Top of Entries supplied

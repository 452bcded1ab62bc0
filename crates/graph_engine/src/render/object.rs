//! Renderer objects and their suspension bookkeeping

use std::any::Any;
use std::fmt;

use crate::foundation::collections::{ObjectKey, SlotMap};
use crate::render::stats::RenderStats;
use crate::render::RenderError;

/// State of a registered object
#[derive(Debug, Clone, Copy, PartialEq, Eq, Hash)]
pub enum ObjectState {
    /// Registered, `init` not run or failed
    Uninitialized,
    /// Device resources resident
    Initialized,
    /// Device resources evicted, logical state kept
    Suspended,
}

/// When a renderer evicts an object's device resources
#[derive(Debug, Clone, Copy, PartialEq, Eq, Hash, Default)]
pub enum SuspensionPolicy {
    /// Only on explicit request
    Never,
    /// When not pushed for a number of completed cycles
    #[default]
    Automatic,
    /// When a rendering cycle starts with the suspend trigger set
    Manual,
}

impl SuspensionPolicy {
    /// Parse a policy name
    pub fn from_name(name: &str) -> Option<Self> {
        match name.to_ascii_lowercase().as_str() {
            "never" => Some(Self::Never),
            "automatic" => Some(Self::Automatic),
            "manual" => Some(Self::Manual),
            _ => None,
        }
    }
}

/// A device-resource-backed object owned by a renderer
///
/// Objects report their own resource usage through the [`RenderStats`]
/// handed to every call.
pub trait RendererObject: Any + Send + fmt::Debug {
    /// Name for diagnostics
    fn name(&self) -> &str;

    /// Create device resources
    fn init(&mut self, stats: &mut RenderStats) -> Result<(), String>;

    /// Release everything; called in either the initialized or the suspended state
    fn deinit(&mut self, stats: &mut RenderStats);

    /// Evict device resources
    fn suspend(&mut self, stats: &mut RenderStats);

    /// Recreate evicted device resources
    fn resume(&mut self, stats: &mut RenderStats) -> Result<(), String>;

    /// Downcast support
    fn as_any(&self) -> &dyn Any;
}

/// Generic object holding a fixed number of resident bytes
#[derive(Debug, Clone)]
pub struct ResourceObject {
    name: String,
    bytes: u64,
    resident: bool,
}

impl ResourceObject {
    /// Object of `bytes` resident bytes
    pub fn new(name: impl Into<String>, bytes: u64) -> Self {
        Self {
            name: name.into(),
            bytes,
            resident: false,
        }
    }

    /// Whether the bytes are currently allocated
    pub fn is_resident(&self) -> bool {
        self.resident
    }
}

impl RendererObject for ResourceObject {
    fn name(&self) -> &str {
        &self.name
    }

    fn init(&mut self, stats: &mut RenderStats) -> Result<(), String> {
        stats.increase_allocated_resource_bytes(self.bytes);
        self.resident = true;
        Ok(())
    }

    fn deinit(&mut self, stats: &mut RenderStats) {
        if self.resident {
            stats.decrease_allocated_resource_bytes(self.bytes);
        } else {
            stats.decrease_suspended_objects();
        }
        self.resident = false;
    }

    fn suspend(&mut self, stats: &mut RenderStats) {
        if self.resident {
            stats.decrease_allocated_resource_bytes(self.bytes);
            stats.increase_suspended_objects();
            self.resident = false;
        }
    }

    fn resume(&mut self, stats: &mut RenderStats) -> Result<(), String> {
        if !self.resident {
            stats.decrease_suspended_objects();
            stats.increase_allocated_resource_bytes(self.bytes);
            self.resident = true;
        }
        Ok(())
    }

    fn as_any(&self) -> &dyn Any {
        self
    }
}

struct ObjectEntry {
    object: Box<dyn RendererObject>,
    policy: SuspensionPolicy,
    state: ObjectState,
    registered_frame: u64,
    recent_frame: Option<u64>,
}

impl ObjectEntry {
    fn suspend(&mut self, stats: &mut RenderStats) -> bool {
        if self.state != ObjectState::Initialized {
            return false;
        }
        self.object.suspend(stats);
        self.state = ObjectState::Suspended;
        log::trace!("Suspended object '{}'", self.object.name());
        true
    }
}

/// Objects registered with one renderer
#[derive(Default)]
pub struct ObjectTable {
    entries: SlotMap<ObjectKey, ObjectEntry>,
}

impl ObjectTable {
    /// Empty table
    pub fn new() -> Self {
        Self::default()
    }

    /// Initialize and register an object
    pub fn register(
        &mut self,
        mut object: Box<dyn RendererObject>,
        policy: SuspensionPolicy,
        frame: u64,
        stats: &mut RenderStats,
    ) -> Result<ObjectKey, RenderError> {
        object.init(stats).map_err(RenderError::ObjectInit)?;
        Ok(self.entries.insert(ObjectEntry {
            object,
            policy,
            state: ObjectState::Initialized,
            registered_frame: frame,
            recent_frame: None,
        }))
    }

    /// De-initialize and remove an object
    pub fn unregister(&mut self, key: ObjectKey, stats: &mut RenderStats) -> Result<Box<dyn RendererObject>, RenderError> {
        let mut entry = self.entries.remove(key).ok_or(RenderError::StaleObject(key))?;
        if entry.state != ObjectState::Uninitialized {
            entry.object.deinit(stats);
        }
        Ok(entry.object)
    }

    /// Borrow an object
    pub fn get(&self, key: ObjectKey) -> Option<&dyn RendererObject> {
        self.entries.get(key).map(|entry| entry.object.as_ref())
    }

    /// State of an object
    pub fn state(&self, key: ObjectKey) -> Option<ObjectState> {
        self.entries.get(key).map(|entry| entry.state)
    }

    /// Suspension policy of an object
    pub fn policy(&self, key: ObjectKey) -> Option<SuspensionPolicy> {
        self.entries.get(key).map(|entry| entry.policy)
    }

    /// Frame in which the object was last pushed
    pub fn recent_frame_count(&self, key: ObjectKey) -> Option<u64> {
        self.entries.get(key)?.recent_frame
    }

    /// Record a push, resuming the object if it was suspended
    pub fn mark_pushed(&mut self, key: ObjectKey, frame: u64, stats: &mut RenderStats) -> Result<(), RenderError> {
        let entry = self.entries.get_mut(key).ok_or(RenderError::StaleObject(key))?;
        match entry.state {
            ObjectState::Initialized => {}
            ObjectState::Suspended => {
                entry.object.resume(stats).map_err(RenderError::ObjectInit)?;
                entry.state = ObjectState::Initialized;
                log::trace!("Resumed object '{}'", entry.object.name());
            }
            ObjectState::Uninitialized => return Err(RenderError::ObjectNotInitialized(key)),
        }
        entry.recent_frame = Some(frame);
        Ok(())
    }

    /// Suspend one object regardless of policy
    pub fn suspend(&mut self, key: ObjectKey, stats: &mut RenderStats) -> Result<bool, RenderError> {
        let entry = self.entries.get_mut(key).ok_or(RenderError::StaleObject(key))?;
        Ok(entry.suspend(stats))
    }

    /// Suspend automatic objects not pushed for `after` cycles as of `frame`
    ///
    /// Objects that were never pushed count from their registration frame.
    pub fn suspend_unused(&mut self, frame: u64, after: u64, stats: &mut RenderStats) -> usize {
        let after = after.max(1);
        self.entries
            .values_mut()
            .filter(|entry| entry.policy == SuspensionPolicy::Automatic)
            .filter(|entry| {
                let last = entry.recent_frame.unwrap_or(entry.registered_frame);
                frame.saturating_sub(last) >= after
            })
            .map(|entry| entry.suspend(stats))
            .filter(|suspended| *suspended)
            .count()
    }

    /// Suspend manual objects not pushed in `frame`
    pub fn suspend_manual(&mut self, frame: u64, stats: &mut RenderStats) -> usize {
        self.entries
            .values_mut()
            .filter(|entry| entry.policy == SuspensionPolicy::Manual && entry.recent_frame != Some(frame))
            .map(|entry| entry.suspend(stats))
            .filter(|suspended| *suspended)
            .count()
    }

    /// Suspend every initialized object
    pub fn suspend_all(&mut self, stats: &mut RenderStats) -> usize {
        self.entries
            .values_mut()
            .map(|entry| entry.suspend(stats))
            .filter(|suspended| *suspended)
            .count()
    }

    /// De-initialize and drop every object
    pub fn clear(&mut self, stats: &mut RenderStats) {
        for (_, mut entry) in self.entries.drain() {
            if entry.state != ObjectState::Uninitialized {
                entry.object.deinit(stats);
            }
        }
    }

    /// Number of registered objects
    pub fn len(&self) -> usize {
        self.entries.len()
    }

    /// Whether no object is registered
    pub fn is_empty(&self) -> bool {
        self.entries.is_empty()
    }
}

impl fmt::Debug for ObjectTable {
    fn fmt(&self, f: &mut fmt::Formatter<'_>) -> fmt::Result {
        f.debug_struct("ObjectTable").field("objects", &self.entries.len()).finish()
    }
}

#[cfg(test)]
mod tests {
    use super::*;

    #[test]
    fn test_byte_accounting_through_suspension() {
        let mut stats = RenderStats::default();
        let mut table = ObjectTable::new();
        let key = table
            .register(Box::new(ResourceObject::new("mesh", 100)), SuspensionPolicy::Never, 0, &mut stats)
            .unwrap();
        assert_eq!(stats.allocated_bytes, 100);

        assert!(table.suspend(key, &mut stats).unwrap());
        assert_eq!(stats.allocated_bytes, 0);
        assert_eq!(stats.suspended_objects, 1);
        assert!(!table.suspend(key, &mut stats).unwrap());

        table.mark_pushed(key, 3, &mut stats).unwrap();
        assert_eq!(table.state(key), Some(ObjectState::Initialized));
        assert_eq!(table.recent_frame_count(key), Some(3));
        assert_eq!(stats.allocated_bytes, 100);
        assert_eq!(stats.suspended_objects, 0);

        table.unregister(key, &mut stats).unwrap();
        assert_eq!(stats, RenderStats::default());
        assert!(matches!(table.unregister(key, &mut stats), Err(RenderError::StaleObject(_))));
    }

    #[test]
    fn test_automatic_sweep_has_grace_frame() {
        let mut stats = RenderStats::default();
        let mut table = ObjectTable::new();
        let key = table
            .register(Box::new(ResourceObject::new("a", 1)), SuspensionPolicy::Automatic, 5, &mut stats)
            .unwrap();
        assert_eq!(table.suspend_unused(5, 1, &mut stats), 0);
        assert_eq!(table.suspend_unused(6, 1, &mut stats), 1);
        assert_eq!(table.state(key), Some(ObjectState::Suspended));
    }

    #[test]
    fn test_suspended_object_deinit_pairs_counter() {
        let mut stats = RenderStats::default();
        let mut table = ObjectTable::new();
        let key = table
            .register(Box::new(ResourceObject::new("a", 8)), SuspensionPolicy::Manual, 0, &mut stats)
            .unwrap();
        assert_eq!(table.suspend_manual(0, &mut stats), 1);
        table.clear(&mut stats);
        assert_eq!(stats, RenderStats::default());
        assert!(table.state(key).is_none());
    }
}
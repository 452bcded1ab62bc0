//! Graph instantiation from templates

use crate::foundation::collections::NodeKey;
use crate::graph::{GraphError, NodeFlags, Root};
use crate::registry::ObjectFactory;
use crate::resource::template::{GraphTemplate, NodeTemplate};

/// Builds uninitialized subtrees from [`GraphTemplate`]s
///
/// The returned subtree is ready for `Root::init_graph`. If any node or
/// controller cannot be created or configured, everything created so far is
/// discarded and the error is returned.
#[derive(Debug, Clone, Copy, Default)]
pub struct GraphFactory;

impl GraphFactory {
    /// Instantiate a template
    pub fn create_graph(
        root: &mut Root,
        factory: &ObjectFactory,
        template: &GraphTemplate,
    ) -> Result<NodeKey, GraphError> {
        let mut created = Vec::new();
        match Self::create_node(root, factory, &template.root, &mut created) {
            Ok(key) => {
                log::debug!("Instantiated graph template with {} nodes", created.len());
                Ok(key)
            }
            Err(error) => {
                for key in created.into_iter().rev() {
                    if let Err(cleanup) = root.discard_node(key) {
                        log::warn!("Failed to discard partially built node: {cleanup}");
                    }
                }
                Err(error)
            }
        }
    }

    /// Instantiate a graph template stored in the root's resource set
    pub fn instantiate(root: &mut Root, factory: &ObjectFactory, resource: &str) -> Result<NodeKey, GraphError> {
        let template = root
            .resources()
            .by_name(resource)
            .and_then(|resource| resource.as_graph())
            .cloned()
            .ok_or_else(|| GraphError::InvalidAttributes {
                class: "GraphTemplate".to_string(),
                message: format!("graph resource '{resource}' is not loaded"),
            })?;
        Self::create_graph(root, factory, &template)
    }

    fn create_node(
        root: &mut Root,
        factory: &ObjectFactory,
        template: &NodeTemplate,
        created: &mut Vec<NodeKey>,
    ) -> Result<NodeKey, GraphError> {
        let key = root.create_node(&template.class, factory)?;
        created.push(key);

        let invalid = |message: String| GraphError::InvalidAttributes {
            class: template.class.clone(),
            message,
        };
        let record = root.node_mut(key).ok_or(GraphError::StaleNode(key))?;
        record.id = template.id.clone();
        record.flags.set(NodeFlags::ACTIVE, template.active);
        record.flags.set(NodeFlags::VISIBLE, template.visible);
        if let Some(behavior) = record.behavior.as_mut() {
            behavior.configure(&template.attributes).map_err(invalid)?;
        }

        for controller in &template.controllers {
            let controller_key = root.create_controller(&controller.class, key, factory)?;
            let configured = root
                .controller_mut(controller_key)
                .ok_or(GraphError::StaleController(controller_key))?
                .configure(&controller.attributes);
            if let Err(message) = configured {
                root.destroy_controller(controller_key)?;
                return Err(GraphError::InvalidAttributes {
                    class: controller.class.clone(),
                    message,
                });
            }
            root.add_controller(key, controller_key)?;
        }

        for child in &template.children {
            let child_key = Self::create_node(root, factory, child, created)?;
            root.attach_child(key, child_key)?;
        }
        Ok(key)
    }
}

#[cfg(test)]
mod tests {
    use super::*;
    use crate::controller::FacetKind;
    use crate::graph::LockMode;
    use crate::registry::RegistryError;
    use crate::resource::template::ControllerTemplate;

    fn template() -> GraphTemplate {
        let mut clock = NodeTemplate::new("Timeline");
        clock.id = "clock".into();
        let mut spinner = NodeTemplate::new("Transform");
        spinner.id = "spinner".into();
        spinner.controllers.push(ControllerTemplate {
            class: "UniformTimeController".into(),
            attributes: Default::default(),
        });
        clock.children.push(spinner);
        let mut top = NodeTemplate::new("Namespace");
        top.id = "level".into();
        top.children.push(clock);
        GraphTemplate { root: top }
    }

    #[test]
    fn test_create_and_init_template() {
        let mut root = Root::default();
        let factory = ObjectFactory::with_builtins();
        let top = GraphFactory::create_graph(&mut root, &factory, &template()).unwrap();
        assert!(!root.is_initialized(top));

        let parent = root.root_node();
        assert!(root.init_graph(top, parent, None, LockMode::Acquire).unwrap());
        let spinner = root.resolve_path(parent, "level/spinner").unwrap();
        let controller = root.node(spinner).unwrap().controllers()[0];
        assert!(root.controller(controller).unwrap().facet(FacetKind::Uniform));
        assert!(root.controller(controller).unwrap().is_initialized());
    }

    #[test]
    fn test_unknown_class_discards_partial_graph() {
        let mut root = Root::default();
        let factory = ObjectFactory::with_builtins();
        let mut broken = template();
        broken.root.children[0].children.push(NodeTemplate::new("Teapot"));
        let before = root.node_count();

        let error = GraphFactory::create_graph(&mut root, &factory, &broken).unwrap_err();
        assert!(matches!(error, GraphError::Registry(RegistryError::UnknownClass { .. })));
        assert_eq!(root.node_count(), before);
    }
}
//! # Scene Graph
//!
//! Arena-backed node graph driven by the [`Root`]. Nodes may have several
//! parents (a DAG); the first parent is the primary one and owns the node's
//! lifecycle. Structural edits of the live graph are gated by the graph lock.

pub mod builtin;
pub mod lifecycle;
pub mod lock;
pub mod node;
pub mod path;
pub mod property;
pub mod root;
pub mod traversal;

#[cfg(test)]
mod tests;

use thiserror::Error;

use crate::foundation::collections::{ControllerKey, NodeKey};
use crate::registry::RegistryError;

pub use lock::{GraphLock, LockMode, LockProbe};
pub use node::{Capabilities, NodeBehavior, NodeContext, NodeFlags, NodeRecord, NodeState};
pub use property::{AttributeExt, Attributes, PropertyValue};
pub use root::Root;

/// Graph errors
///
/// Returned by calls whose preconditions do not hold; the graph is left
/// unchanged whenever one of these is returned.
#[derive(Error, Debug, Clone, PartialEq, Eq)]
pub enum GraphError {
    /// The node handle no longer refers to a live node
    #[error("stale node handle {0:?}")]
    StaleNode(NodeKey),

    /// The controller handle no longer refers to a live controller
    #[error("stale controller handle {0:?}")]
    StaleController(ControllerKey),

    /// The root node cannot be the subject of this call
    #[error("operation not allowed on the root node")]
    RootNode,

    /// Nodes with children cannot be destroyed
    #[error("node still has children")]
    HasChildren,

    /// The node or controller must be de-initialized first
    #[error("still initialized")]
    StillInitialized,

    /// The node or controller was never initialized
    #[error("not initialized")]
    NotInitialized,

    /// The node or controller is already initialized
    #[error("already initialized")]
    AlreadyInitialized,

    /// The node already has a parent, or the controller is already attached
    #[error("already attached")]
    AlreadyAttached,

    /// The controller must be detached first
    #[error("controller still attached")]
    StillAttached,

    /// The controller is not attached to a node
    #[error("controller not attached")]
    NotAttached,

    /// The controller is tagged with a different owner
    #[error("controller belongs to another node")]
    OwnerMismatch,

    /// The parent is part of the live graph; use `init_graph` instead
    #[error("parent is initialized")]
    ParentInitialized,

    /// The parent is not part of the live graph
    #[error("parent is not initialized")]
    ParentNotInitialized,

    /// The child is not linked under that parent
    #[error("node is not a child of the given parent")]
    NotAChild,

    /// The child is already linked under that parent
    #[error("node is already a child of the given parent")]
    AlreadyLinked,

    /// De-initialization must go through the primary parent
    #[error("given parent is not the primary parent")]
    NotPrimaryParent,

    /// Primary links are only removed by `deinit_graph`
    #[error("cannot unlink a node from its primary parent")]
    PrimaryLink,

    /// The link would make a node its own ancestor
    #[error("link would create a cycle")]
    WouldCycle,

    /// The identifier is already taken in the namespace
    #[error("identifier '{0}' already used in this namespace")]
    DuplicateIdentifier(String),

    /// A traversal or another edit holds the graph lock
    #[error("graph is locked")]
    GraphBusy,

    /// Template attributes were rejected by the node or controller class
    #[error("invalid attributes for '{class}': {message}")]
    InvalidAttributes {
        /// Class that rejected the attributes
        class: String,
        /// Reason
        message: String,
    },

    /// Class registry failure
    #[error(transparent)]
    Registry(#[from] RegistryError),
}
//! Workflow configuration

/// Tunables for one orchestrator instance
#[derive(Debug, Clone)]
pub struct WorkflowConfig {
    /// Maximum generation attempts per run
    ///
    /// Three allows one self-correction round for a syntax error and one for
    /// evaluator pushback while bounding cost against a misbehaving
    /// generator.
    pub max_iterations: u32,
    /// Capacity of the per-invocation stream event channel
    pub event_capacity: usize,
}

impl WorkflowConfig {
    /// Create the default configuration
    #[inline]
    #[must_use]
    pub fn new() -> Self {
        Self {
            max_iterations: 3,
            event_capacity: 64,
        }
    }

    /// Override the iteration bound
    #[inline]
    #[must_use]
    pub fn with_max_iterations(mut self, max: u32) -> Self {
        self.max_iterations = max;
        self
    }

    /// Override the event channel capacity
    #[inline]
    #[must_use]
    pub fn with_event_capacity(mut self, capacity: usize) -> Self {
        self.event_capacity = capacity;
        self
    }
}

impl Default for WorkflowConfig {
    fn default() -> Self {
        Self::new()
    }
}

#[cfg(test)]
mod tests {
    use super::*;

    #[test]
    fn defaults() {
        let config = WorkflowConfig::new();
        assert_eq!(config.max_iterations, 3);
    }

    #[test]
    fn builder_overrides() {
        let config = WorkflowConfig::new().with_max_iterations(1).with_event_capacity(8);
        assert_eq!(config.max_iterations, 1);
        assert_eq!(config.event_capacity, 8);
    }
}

Bottom of Entries supplied

== Description of the task ==
Every line with "Whether" in it should be copied from the entries.

== Answer ==
    /// Whether the bytes are currently allocated
    /// Whether no object is registered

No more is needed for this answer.